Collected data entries
****************************************

//! RSS and sitemap generation.
//!
//! Both feeds are regenerated every pass from the already-loaded post set
//! (aggregate artifacts follow the cascade rule, never per-file gating).

use crate::{config::SiteConfig, content::Post, log, pages};
use anyhow::{anyhow, Context, Result};
use rss::{validation::Validate, ChannelBuilder, GuidBuilder, ItemBuilder};
use std::{fs, path::Path};

/// Most-recent post count included in the RSS feed
const RSS_LIMIT: usize = 20;

/// XML namespace for sitemap
const SITEMAP_NS: &str = "http://www.sitemaps.org/schemas/sitemap/0.9";

// ============================================================================
// RSS
// ============================================================================

/// Generate `rss.xml` from the date-sorted post list.
pub fn write_rss(posts: &[Post], config: &SiteConfig, output: &Path) -> Result<()> {
    let xml = rss_xml(posts, config)?;
    let path = output.join("rss.xml");
    fs::write(&path, xml)
        .with_context(|| format!("Failed to write {}", path.display()))?;
    log!("feeds"; "rss.xml");
    Ok(())
}

fn rss_xml(posts: &[Post], config: &SiteConfig) -> Result<String> {
    let items: Vec<_> = posts
        .iter()
        .filter(|p| !p.draft && !p.is_special())
        .take(RSS_LIMIT)
        .map(|post| post_to_item(post, config))
        .collect();

    let channel = ChannelBuilder::default()
        .title(config.title.clone())
        .link(config.site_url.clone())
        .description(config.description.clone())
        .language(config.language.clone())
        .generator("velin".to_string())
        .items(items)
        .build();

    channel
        .validate()
        .map_err(|e| anyhow!("rss validation failed: {e}"))?;
    Ok(channel.to_string())
}

fn post_to_item(post: &Post, config: &SiteConfig) -> rss::Item {
    let link = absolute_url(config, &post.url());

    ItemBuilder::default()
        .title(post.title.clone())
        .link(Some(link.clone()))
        .guid(GuidBuilder::default().permalink(true).value(link).build())
        .description((!post.description.is_empty()).then(|| post.description.clone()))
        .pub_date(post.date.to_rfc2822())
        .author(format!("{} ({})", config.site_url, config.author))
        .build()
}

// ============================================================================
// Sitemap
// ============================================================================

/// Generate `sitemap.xml`: the site root plus every non-draft post URL.
pub fn write_sitemap(posts: &[Post], config: &SiteConfig, output: &Path) -> Result<()> {
    let xml = sitemap_xml(posts, config);
    let path = output.join("sitemap.xml");
    fs::write(&path, xml)
        .with_context(|| format!("Failed to write {}", path.display()))?;
    log!("feeds"; "sitemap.xml");
    Ok(())
}

fn sitemap_xml(posts: &[Post], config: &SiteConfig) -> String {
    let mut xml = String::with_capacity(4096);

    xml.push_str(r#"<?xml version="1.0" encoding="UTF-8"?>"#);
    xml.push('\n');
    xml.push_str(&format!(r#"<urlset xmlns="{SITEMAP_NS}">"#));
    xml.push('\n');

    push_url(&mut xml, &absolute_url(config, "/"), None);

    for post in posts.iter().filter(|p| !p.draft && p.slug != "index" && p.slug != "404") {
        push_url(
            &mut xml,
            &absolute_url(config, &post.url()),
            Some(pages::format_date_iso(&post.date)),
        );
    }

    xml.push_str("</urlset>\n");
    xml
}

fn push_url(xml: &mut String, loc: &str, lastmod: Option<String>) {
    xml.push_str("  <url>\n");
    xml.push_str(&format!("    <loc>{}</loc>\n", escape_xml(loc)));
    if let Some(lastmod) = lastmod {
        xml.push_str(&format!("    <lastmod>{lastmod}</lastmod>\n"));
    }
    xml.push_str("  </url>\n");
}

fn absolute_url(config: &SiteConfig, path: &str) -> String {
    format!("{}{path}", config.site_url.trim_end_matches('/'))
}

/// Escape special XML characters.
fn escape_xml(s: &str) -> String {
    s.replace('&', "&amp;")
        .replace('<', "&lt;")
        .replace('>', "&gt;")
        .replace('"', "&quot;")
        .replace('\'', "&apos;")
}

****************************************

Exact copies of every record are required.

> _Written reply_
//! RSS and sitemap generation.
//!
//! Both feeds are regenerated every pass from the already-loaded post set
//! (aggregate artifacts follow the cascade rule, never per-file gating).

use crate::{config::SiteConfig, content::Post, log, pages};
use anyhow::{anyhow, Context, Result};
use rss::{validation::Validate, ChannelBuilder, GuidBuilder, ItemBuilder};
use std::{fs, path::Path};

/// Most-recent post count included in the RSS feed
const RSS_LIMIT: usize = 20;

/// XML namespace for sitemap
const SITEMAP_NS: &str = "http://www.sitemaps.org/schemas/sitemap/0.9";

// ============================================================================
// RSS
// ============================================================================

/// Generate `rss.xml` from the date-sorted post list.
pub fn write_rss(posts: &[Post], config: &SiteConfig, output: &Path) -> Result<()> {
    let xml = rss_xml(posts, config)?;
    let path = output.join("rss.xml");
    fs::write(&path, xml)
        .with_context(|| format!("Failed to write {}", path.display()))?;
    log!("feeds"; "rss.xml");
    Ok(())
}

fn rss_xml(posts: &[Post], config: &SiteConfig) -> Result<String> {
    let items: Vec<_> = posts
        .iter()
        .filter(|p| !p.draft && !p.is_special())
        .take(RSS_LIMIT)
        .map(|post| post_to_item(post, config))
        .collect();

    let channel = ChannelBuilder::default()
        .title(config.title.clone())
        .link(config.site_url.clone())
        .description(config.description.clone())
        .language(config.language.clone())
        .generator("velin".to_string())
        .items(items)
        .build();

    channel
        .validate()
        .map_err(|e| anyhow!("rss validation failed: {e}"))?;
    Ok(channel.to_string())
}

fn post_to_item(post: &Post, config: &SiteConfig) -> rss::Item {
    let link = absolute_url(config, &post.url());

    ItemBuilder::default()
        .title(post.title.clone())
        .link(Some(link.clone()))
        .guid(GuidBuilder::default().permalink(true).value(link).build())
        .description((!post.description.is_empty()).then(|| post.description.clone()))
        .pub_date(post.date.to_rfc2822())
        .author(format!("{} ({})", config.site_url, config.author))
        .build()
}

// ============================================================================
// Sitemap
// ============================================================================

/// Generate `sitemap.xml`: the site root plus every non-draft post URL.
pub fn write_sitemap(posts: &[Post], config: &SiteConfig, output: &Path) -> Result<()> {
    let xml = sitemap_xml(posts, config);
    let path = output.join("sitemap.xml");
    fs::write(&path, xml)
        .with_context(|| format!("Failed to write {}", path.display()))?;
    log!("feeds"; "sitemap.xml");
    Ok(())
}

fn sitemap_xml(posts: &[Post], config: &SiteConfig) -> String {
    let mut xml = String::with_capacity(4096);

    xml.push_str(r#"<?xml version="1.0" encoding="UTF-8"?>"#);
    xml.push('\n');
    xml.push_str(&format!(r#"<urlset xmlns="{SITEMAP_NS}">"#));
    xml.push('\n');

    push_url(&mut xml, &absolute_url(config, "/"), None);

    for post in posts.iter().filter(|p| !p.draft && p.slug != "index" && p.slug != "404") {
        push_url(
            &mut xml,
            &absolute_url(config, &post.url()),
            Some(pages::format_date_iso(&post.date)),
        );
    }

    xml.push_str("</urlset>\n");
    xml
}

fn push_url(xml: &mut String, loc: &str, lastmod: Option<String>) {
    xml.push_str("  <url>\n");
    xml.push_str(&format!("    <loc>{}</loc>\n", escape_xml(loc)));
    if let Some(lastmod) = lastmod {
        xml.push_str(&format!("    <lastmod>{lastmod}</lastmod>\n"));
    }
    xml.push_str("  </url>\n");
}

fn absolute_url(config: &SiteConfig, path: &str) -> String {
    format!("{}{path}", config.site_url.trim_end_matches('/'))
}

/// Escape special XML characters.
fn escape_xml(s: &str) -> String {
    s.replace('&', "&amp;")
        .replace('<', "&lt;")
        .replace('>', "&gt;")
        .replace('"', "&quot;")
        .replace('\'', "&apos;")
}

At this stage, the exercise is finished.